* _Work task_
Return, from the listing below, every line that includes "controller".

───── The input ─────

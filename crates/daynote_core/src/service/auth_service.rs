//! Session/auth controller: login, logout and register-with-auto-login.
//!
//! # Invariants
//! - Credential failures are form errors, never process errors.
//! - A freshly registered user is authenticated with the submitted
//!   credentials before being bound to the context.

use crate::auth::password::{Argon2Hasher, PasswordError, PasswordHasher};
use crate::context::{FlashMessage, Outcome, Redirect, RequestContext, Submission};
use crate::forms::auth_forms::{LoginForm, RegisterForm};
use crate::forms::{Form, FormErrors};
use crate::model::user::{User, UserId};
use crate::repo::user_repo::UserRepository;
use crate::repo::RepoError;
use log::{info, warn};
use std::error::Error;
use std::fmt::{Display, Formatter};

pub const MSG_USER_CREATED: &str = "Пользователь успешно создан";
pub const MSG_INVALID_LOGIN: &str = "Please enter a correct username and password. Note that \
both fields may be case-sensitive.";
pub const MSG_USERNAME_TAKEN: &str = "A user with that username already exists.";

pub type AuthResult<T> = Result<T, AuthError>;

/// Failure of an auth operation that is not a form error.
#[derive(Debug)]
pub enum AuthError {
    Repo(RepoError),
    Password(PasswordError),
    InconsistentState(&'static str),
}

impl Display for AuthError {
    fn fmt(&self, f: &mut Formatter<'_>) -> std::fmt::Result {
        match self {
            Self::Repo(err) => write!(f, "{err}"),
            Self::Password(err) => write!(f, "{err}"),
            Self::InconsistentState(details) => write!(f, "inconsistent account state: {details}"),
        }
    }
}

impl Error for AuthError {
    fn source(&self) -> Option<&(dyn Error + 'static)> {
        match self {
            Self::Repo(err) => Some(err),
            Self::Password(err) => Some(err),
            Self::InconsistentState(_) => None,
        }
    }
}

impl From<RepoError> for AuthError {
    fn from(value: RepoError) -> Self {
        Self::Repo(value)
    }
}

impl From<PasswordError> for AuthError {
    fn from(value: PasswordError) -> Self {
        Self::Password(value)
    }
}

/// Auth controller over a user repository and a password hasher.
pub struct AuthService<U: UserRepository, H: PasswordHasher = Argon2Hasher> {
    repo: U,
    hasher: H,
}

impl<U: UserRepository> AuthService<U> {
    /// Creates a service hashing with Argon2.
    pub fn new(repo: U) -> Self {
        Self::with_hasher(repo, Argon2Hasher)
    }
}

impl<U: UserRepository, H: PasswordHasher> AuthService<U, H> {
    pub fn with_hasher(repo: U, hasher: H) -> Self {
        Self { repo, hasher }
    }

    /// Resolves the user bound to a session.
    pub fn current_user(&self, user_id: UserId) -> AuthResult<Option<User>> {
        Ok(self.repo.get_user(user_id)?)
    }

    /// Checks credentials and returns the matching user.
    pub fn authenticate(&self, username: &str, password: &str) -> AuthResult<Option<User>> {
        let Some(user) = self.repo.find_by_username(username)? else {
            // Hash anyway so unknown usernames cost the same as wrong passwords.
            self.hasher.hash(password)?;
            return Ok(None);
        };

        if self.hasher.verify(password, &user.password_hash)? {
            Ok(Some(user))
        } else {
            Ok(None)
        }
    }

    /// Validates the login form and binds the user to the context.
    pub fn login(
        &self,
        ctx: &mut RequestContext,
        form: &LoginForm,
    ) -> AuthResult<Submission<User>> {
        let credentials = match form.validate() {
            Ok(credentials) => credentials,
            Err(errors) => return Ok(Submission::Invalid(errors)),
        };

        let Some(user) = self.authenticate(&credentials.username, &credentials.password)? else {
            warn!("event=auth_login module=auth status=denied");
            let mut errors = FormErrors::new();
            errors.add_non_field(MSG_INVALID_LOGIN);
            return Ok(Submission::Invalid(errors));
        };

        self.repo.touch_last_login(user.id)?;
        let user = self
            .repo
            .get_user(user.id)?
            .ok_or(AuthError::InconsistentState("logged-in user vanished"))?;
        info!("event=auth_login module=auth status=ok user_id={}", user.id);

        ctx.log_in(user.clone());
        Ok(Submission::Accepted(Outcome {
            value: user,
            redirect: Redirect::EditPage,
            message: None,
        }))
    }

    /// Ends the authenticated session.
    pub fn logout(&self, ctx: &mut RequestContext) -> Outcome<()> {
        if let Some(user) = ctx.user() {
            info!("event=auth_logout module=auth status=ok user_id={}", user.id);
        }
        ctx.log_out();
        Outcome {
            value: (),
            redirect: Redirect::EditPage,
            message: None,
        }
    }

    /// Creates an account and logs it in immediately.
    pub fn register(
        &self,
        ctx: &mut RequestContext,
        form: &RegisterForm,
    ) -> AuthResult<Submission<User>> {
        let credentials = match form.validate() {
            Ok(credentials) => credentials,
            Err(errors) => return Ok(Submission::Invalid(errors)),
        };

        if self.repo.username_taken(&credentials.username)? {
            return Ok(Submission::Invalid(username_taken()));
        }

        let password_hash = self.hasher.hash(&credentials.password)?;
        let created = match self.repo.create_user(&credentials.username, &password_hash) {
            Ok(user) => user,
            Err(RepoError::Conflict(_)) => return Ok(Submission::Invalid(username_taken())),
            Err(err) => return Err(err.into()),
        };
        info!("event=auth_register module=auth status=ok user_id={}", created.id);

        let user = self
            .authenticate(&credentials.username, &credentials.password)?
            .ok_or(AuthError::InconsistentState(
                "registered user failed to authenticate",
            ))?;
        self.repo.touch_last_login(user.id)?;
        let user = self
            .repo
            .get_user(user.id)?
            .ok_or(AuthError::InconsistentState("registered user vanished"))?;

        let message = FlashMessage::success(MSG_USER_CREATED);
        ctx.log_in(user.clone());
        ctx.notify(message.clone());
        Ok(Submission::Accepted(Outcome {
            value: user,
            redirect: Redirect::EditPage,
            message: Some(message),
        }))
    }
}

fn username_taken() -> FormErrors {
    let mut errors = FormErrors::new();
    errors.add("username", MSG_USERNAME_TAKEN);
    errors
}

─────

* _Written response_
//! Session/auth controller: login, logout and register-with-auto-login.
/// Auth controller over a user repository and a password hasher.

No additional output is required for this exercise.